Nel ASA's Strategic Pivot Faces Revenue Reality Check

09.04.2026 - 00:36:09 | boerse-global.de

Nel's shareholder meeting and Q1 results are pivotal as Samsung solidifies its role. Investors await proof that a 364% order surge can convert to revenue amid analyst skepticism.

Nel ASA's Strategic Pivot Faces Revenue Reality Check - Foto: über boerse-global.de

The upcoming fortnight presents a critical test for Norwegian hydrogen specialist Nel ASA. As shareholders prepare for a digital annual meeting on April 10, the company’s ability to convert a surging order backlog into tangible revenue remains the dominant concern for investors. This operational challenge unfolds even as its largest shareholder, South Korea's Samsung E&A, moves to solidify its strategic influence.

Samsung, which invested approximately $33 million for a 9.1% stake in March 2025, is set to secure a formal seat on Nel’s supervisory board during the virtual gathering. This move cements the Korean engineering group’s position as the company's largest single shareholder and its preferred global hydrogen supplier. The board appointment marks a significant step in aligning governance with the evolving strategic partnership.

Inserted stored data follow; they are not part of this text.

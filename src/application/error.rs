//! Application-level errors (wraps domain errors)

use std::path::PathBuf;
use thiserror::Error;

use crate::application::action_log::{Action, ParseActionError};
use crate::domain::ForestError;

/// Application errors wrap forest errors and add application-level context.
#[derive(Error, Debug)]
pub enum ApplicationError {
    #[error("{0}")]
    Forest(#[from] ForestError),

    #[error("action log line {line}: {source}")]
    LogParse {
        line: usize,
        #[source]
        source: ParseActionError,
    },

    #[error("replay stopped at line {line}: {source}")]
    Replay {
        line: usize,
        #[source]
        source: ForestError,
    },

    #[error("`{action}` was applied but not written to the action log: {source}")]
    LogWrite {
        action: Action,
        #[source]
        source: Box<ApplicationError>,
    },

    #[error("action log not found: {0}")]
    LogNotFound(PathBuf),

    #[error("config error: {message}")]
    Config { message: String },

    #[error("operation failed: {context}")]
    OperationFailed {
        context: String,
        #[source]
        source: Box<dyn std::error::Error + Send + Sync>,
    },
}

/// Result type for application layer operations.
pub type ApplicationResult<T> = Result<T, ApplicationError>;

Despite this strategic anchoring, financial performance tells a more complicated story. Nel's revenue contracted by 31% last year to 963 million Norwegian kroner, a decline management attributed to irregular delivery schedules for major projects. This stands in stark contrast to the explosive growth in its order book, which soared by 364% in the fourth quarter alone. The market’s patience for this backlog to translate into recognized sales is wearing thin, prompting a cautious stance from analysts.

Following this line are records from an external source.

//! Re-executes logged actions against a forest.

use tracing::{debug, info, instrument};

use crate::application::action_log::Action;
use crate::application::{ApplicationError, ApplicationResult};
use crate::domain::{Forest, ForestResult, NodeId};

/// Summary of a replay run.
#[derive(Debug, Clone, Default, PartialEq, Eq)]
pub struct ReplayReport {
    /// Number of actions executed
    pub applied: usize,
    /// Handles allocated during replay, in order
    pub allocated: Vec<NodeId>,
    /// Number of nodes freed by remove actions
    pub removed: usize,
    /// Allocations whose replayed id differs from the logged one
    pub diverged: usize,
}

/// Applies one action. Returns the handle allocated by opcodes 1 and 2.
///
/// The id logged for an allocation is not forced; the forest hands out
/// whatever its free list and slot count dictate.
pub fn apply(forest: &mut Forest, action: &Action) -> ForestResult<Option<NodeId>> {
    match *action {
        Action::Allocate { .. } => Ok(Some(forest.allocate())),
        Action::AllocateChild { parent, .. } => forest.allocate_as_child(parent).map(Some),
        Action::Move { node, new_parent } => forest.move_node(node, new_parent).map(|_| None),
        Action::Remove { node } => forest.remove(node).map(|_| None),
    }
}

/// Replays `actions` in order, stopping at the first failing one.
///
/// Actions before the failure stay applied.
#[instrument(level = "debug", skip(forest, actions), fields(count = actions.len()))]
pub fn replay(forest: &mut Forest, actions: &[(usize, Action)]) -> ApplicationResult<ReplayReport> {
    let mut report = ReplayReport::default();

    for &(line, action) in actions {
        if let Action::Remove { node } = action {
            report.removed += forest.subtree(node).map(|s| s.len()).unwrap_or(0);
        }
        let allocated =
            apply(forest, &action).map_err(|source| ApplicationError::Replay { line, source })?;

        if let Some(id) = allocated {
            let logged = match action {
                Action::Allocate { id } => id,
                Action::AllocateChild { child, .. } => child,
                _ => id,
            };
            if logged != id {
                debug!("line {}: logged id {} replayed as {}", line, logged, id);
                report.diverged += 1;
            }
            report.allocated.push(id);
        }
        report.applied += 1;
    }

    info!(
        "replayed {} actions ({} allocated, {} removed)",
        report.applied,
        report.allocated.len(),
        report.removed
    );
    Ok(report)
}

#[cfg(test)]
mod tests {
    use super::*;
    use crate::application::parse_log;
    use crate::domain::ForestError;

    #[test]
    fn given_fresh_forest_when_replaying_log_then_rebuilds_structure() {
        let actions = parse_log("1 0\n2 0 1\n2 0 2\n1 3\n3 1 3\n").unwrap();
        let mut forest = Forest::new();

        let report = replay(&mut forest, &actions).unwrap();

        assert_eq!(report.applied, 5);
        assert_eq!(report.diverged, 0);
        assert_eq!(forest.roots(), vec![NodeId::new(0), NodeId::new(3)]);
        assert_eq!(forest.children_of(NodeId::new(3)).unwrap(), vec![NodeId::new(1)]);
        assert_eq!(forest.level_of(NodeId::new(1)).unwrap(), 1);
    }

    #[test]
    fn given_existing_forest_when_replaying_then_ids_diverge() {
        let actions = parse_log("1 0\n2 0 1\n").unwrap();
        let mut forest = Forest::new();
        forest.allocate();

        let report = replay(&mut forest, &actions).unwrap();

        assert_eq!(report.allocated, vec![NodeId::new(1), NodeId::new(2)]);
        assert_eq!(report.diverged, 2);
    }

    #[test]
    fn given_failing_action_when_replaying_then_stops_with_line_number() {
        let actions = parse_log("1 0\n2 0 1\n3 0 1\n1 9\n").unwrap();
        let mut forest = Forest::new();

        let err = replay(&mut forest, &actions).unwrap_err();

        match err {
            ApplicationError::Replay { line, source } => {
                assert_eq!(line, 3);
                assert!(matches!(source, ForestError::CycleDetected { .. }));
            }
            other => panic!("unexpected error: {other}"),
        }
        assert_eq!(forest.len(), 2);
    }

    #[test]
    fn given_remove_action_when_replaying_then_counts_subtree() {
        let actions = parse_log("1 0\n2 0 1\n2 1 2\n4 0\n1 0\n").unwrap();
        let mut forest = Forest::new();

        let report = replay(&mut forest, &actions).unwrap();

        assert_eq!(report.removed, 3);
        assert_eq!(forest.len(), 1);
        assert_eq!(forest.roots(), vec![NodeId::new(0)]);
    }
}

Should investors sell immediately? Or is it worth buying Nel ASA?

Reflecting this skepticism, Berenberg recently cut its price target from NOK 2.60 to NOK 2.30, maintaining a "Hold" rating. Citigroup followed suit, lowering its target from NOK 2.70 to NOK 2.40. The share price, currently trading at 0.19 euros, reflects this uncertainty. It hovers just above its 52-week low of 0.18 euros and has remained virtually flat year-to-date, aligning precisely with its 50-day moving average.

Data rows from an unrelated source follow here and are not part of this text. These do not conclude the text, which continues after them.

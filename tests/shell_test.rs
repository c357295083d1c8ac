//! Integration tests for the interactive shell, driven by scripted input.

use std::fs;
use std::io::{self, Cursor};
use std::path::{Path, PathBuf};
use std::sync::Arc;

use rstest::{fixture, rstest};
use tempfile::TempDir;

use hierarchy::application::services::HierarchyService;
use hierarchy::application::ActionLog;
use hierarchy::cli::Shell;
use hierarchy::config::Settings;
use hierarchy::domain::NodeId;
use hierarchy::infrastructure::traits::{FileSystem, RealFileSystem};
use hierarchy::util::testing;

struct Session {
    _temp: TempDir,
    log_file: PathBuf,
    settings: Settings,
}

impl Session {
    /// Runs `script` in a fresh shell and returns the service and everything printed.
    fn run(&self, script: &str) -> (HierarchyService, String) {
        let fs = RealFileSystem;
        let service = HierarchyService::new(Some(ActionLog::new(&self.log_file, Arc::new(RealFileSystem))));
        let mut shell = Shell::new(service, &fs, &self.settings);
        let mut out = Vec::new();

        shell.run(Cursor::new(script.to_string()), &mut out).unwrap();

        (shell.into_service(), String::from_utf8(out).unwrap())
    }
}

#[fixture]
fn session() -> Session {
    testing::init_test_setup();
    let temp = TempDir::new().unwrap();
    let log_file = temp.path().join("action_log.txt");
    let settings = Settings {
        log_file: log_file.clone(),
        show_tree: false,
        color: false,
        prompt: ">".into(),
    };
    Session {
        _temp: temp,
        log_file,
        settings,
    }
}

#[rstest]
fn given_menu_script_when_running_then_reports_each_result(session: Session) {
    let (service, out) = session.run("1\n2 0\n2 0\n7 0\n5 2\n6 2\n6 0\n9\n");

    assert!(out.contains("Added node with ID: 0\n"));
    assert!(out.contains("Added node with ID: 1 as a child of node 0\n"));
    assert!(out.contains("Added node with ID: 2 as a child of node 0\n"));
    assert!(out.contains("Children of node 0: 2 1\n"));
    assert!(out.contains("Node 2 is at level 1\n"));
    assert!(out.contains("Parent of node 2 is node 0\n"));
    assert!(out.contains("Node 0 does not have a parent.\n"));
    assert_eq!(service.forest().len(), 3);
}

#[rstest]
fn given_mutations_when_running_then_action_log_is_written(session: Session) {
    session.run("add\nadd-child 0\nadd\nmove 1 2\nremove 2\nexit\n");

    assert_eq!(
        fs::read_to_string(&session.log_file).unwrap(),
        "1 0\n2 0 1\n1 2\n3 1 2\n4 2\n"
    );
}

#[rstest]
fn given_errors_when_running_then_loop_continues(session: Session) {
    let (service, out) = session.run("add\nmove 0 0\nlevel 9\nfrobnicate\nremove x\nadd\n");

    assert_eq!(out.matches("error").count(), 4);
    assert!(out.contains("cycle"));
    assert!(out.contains("Added node with ID: 1\n"));
    assert_eq!(service.forest().roots(), vec![NodeId::new(0), NodeId::new(1)]);
}

#[rstest]
fn given_orphan_when_running_then_level_stays_until_relevel(session: Session) {
    let (service, out) = session.run("add\nadd-child 0\norphan 1\nlevel 1\norphan 1\nrelevel 1\nlevel 1\n");

    assert!(out.contains("Node 1 is at level 1\n"));
    assert!(out.contains("already an orphan"));
    assert!(out.contains("Node 1 is at level 0\n"));
    assert_eq!(service.forest().parent_of(NodeId::new(1)).unwrap(), None);
}

#[rstest]
fn given_recorded_log_when_replaying_in_shell_then_rebuilds_forest(session: Session) {
    let replay_source = session._temp.path().join("recorded.txt");
    fs::write(&replay_source, "1 0\n2 0 1\n2 1 2\n").unwrap();
    let script = format!("replay {}\nroots\ndump\ncheck\n", replay_source.display());

    let (service, out) = session.run(&script);

    assert!(out.contains("Replayed 3 actions"));
    assert!(out.contains("Roots: 0\n"));
    assert!(out.contains("Forest is consistent (3 nodes)"));
    assert_eq!(service.forest().level_of(NodeId::new(2)).unwrap(), 2);
    assert!(!session.log_file.exists());
}

#[rstest]
fn given_show_tree_when_mutating_then_prints_forest(mut session: Session) {
    session.settings.show_tree = true;

    let (_, out) = session.run("add\nadd-child 0\n");

    assert!(out.contains("#0 (level 0)"));
    assert!(out.contains("#1 (level 1)"));
}

#[rstest]
fn given_end_of_input_without_exit_when_running_then_returns(session: Session) {
    let (service, out) = session.run("");

    assert!(service.forest().is_empty());
    assert!(out.starts_with(">"));
}

struct ReadOnlyLog;

impl FileSystem for ReadOnlyLog {
    fn read_to_string(&self, path: &Path) -> io::Result<String> {
        std::fs::read_to_string(path)
    }

    fn append_line(&self, _path: &Path, _line: &str) -> io::Result<()> {
        Err(io::Error::new(io::ErrorKind::PermissionDenied, "read-only"))
    }

    fn exists(&self, path: &Path) -> bool {
        path.exists()
    }
}

#[rstest]
fn given_unwritable_log_when_adding_then_reports_node_and_warns(session: Session) {
    let fs = RealFileSystem;
    let service = HierarchyService::new(Some(ActionLog::new(&session.log_file, Arc::new(ReadOnlyLog))));
    let mut shell = Shell::new(service, &fs, &session.settings);
    let mut out = Vec::new();

    shell.run(Cursor::new("add\nadd-child 0\n".to_string()), &mut out).unwrap();

    let out = String::from_utf8(out).unwrap();
    assert!(out.contains("Added node with ID: 0\n"));
    assert!(out.contains("Added node with ID: 1 as a child of node 0\n"));
    assert_eq!(out.matches("not written to the action log").count(), 2);
    assert!(!out.contains("error:"));
    assert_eq!(shell.into_service().forest().len(), 2);
}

Financially, the company entered the second quarter with a solid liquidity position, holding reserves of around NOK 1.6 billion. The long-term growth thesis, however, is heavily tied to its new Pressurized Alkaline electrolyzer platform. This technology promises to slash production costs by up to 60% and reduce the required footprint by 80%. The European Union is backing the initiative with up to 135 million euros in innovation funds, covering a major portion of the eligible costs for the Herøya plant in Norway.

With the commercial launch targeted for the first half of 2026 and larger delivery volumes expected from 2027, the technology represents a key future lever. Yet, analysts note that definitive proof of its market success is still pending.

All eyes now turn to April 22, when Nel will break its self-imposed communications blackout and release its first-quarter results. This report is seen as the next crucial data point, offering investors concrete evidence on whether the company’s ambitious order intake is finally materializing as booked revenue. The outcome will likely determine if near-term operational execution can catch up to long-term strategic promise.